Nandita completed her M.S. in Statistics and Ph.D. in Genetics at Stanford University in Dr. Dmitri Petrov’s lab where she developed a new statistical method to detect signatures of rapid adaptation in Drosophila melanogaster population genomic data. Nandita completed herpostdoctoral work at the Gladstone Institute at UCSF in Dr. Katie Pollard’s lab studying the evolution of bacteria in the human microbiome.
Email: ngarud at ucla dot edu.
Graduate Students
Leah Briscoe
Leah is an NSF GRFP PhD student in the Bioinformatics IDP working on statistical methods for the analysis of population level microbiome data. She completed her BS at UCLA in Molecular, Cell and Developmental Biology with a minor in Bioinformatics.
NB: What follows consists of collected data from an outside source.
//! Error types for the transformation engine.

use thiserror::Error;

impl From<margraf_frontend::FrontendError> for ExecError {
    fn from(err: margraf_frontend::FrontendError) -> Self {
        match err {
            margraf_frontend::FrontendError::ParseError(msg) => ExecError::Parse(msg),
            margraf_frontend::FrontendError::SchemaError { variable, message } => {
                ExecError::Schema { variable, message }
            }
            margraf_frontend::FrontendError::ValidationError(msg) => ExecError::Parse(msg),
            _ => ExecError::Internal(format!("unexpected frontend error: {:?}", err)),
        }
    }
}

/// Errors that can occur while building, determinizing, marginalizing, or
/// searching over a causal model.
///
/// This enum is marked `#[non_exhaustive]` to allow adding new error
/// variants without breaking changes. All public APIs return
/// `Result<T, ExecError>` to avoid panics in library code.
#[non_exhaustive]
#[derive(Debug, Error)]
pub enum ExecError {
    /// Malformed document text or document-level inconsistency.
    #[error("parse error: {0}")]
    Parse(String),

    /// Domain-size or table-shape mismatch for a named variable.
    #[error("schema error in '{variable}': {message}")]
    Schema {
        /// The offending variable
        variable: String,
        /// What did not line up
        message: String,
    },

    /// The causal graph does not fit the supported shape (a variable must
    /// have exactly one exogenous parent, listed fastest-varying).
    #[error("structural assumption violated for '{variable}': {message}")]
    StructuralAssumption {
        /// The offending variable
        variable: String,
        /// Which assumption failed
        message: String,
    },

    /// No seed satisfied the degeneracy predicate within the trial bound.
    /// This is a reportable outcome of the search, not a crash.
    #[error("seed search exhausted after {trials} trials")]
    ExhaustedSearch {
        /// How many seeds were tried
        trials: u64,
    },

    /// Numerical invariant violation (probability mass drift, conditioning
    /// on a zero-probability event).
    #[error("numerical error: {0}")]
    Numerical(String),

    /// Internal error (programmer error, not user error).
    #[error("internal error: {0}")]
    Internal(String),
}

impl ExecError {
    /// Builds a schema error for a named variable.
    pub fn schema(variable: impl Into<String>, message: impl Into<String>) -> Self {
        Self::Schema {
            variable: variable.into(),
            message: message.into(),
        }
    }

    /// Builds a structural-assumption error for a named variable.
    pub fn structural(variable: impl Into<String>, message: impl Into<String>) -> Self {
        Self::StructuralAssumption {
            variable: variable.into(),
            message: message.into(),
        }
    }
}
She is fascinated by the ways in which microbial communities aid and adapt to hosts, and how this community transforms through time.
Mariana Harris
Ricky Wolff
Ricky Wolff is a masters student in the Ecology and Evolutionary Biology Department. He is working on developing statistical methods and modeling tools to understand how inter-species interactions affect strain replacement in the gut microbiome. Before coming to UCLA, he completed his B.A. in mathematics at Columbia, working in cancer genomics after graduation. In his free time, he enjoys playing guitar and camping, and hopes to continue to study microbial ecology as a PhD.
Jon Mah
Jonathan Mah is a PhD student in the Bioinformatics Interdepartmental Program. Jon graduated from the University of Washington with a B.S. in Biochemistry and Microbiology, where he studied quantitative models for protein evolution in RNA viruses. His research interests lie at the intersection of population genetics, mathematical evolution, and microbiology.
Undergraduate Researchers
Daisy Chen
Daisy is an undergraduate student at UCLA majoring in Computer Science and Computational and Systems Biology. She is broadly interested in the use of big data to understand complex biological systems, and she is particularly concerned with issues of environmental sustainability. Daisy hopes to continue studying computational biology in graduate school.
Rahul Natarajan
Nada AbouHaiba

Henry Krasner

Sarah Bald
Sarah Bald is a 4th year undergraduate majoring in Computational and Systems Biology at UCLA.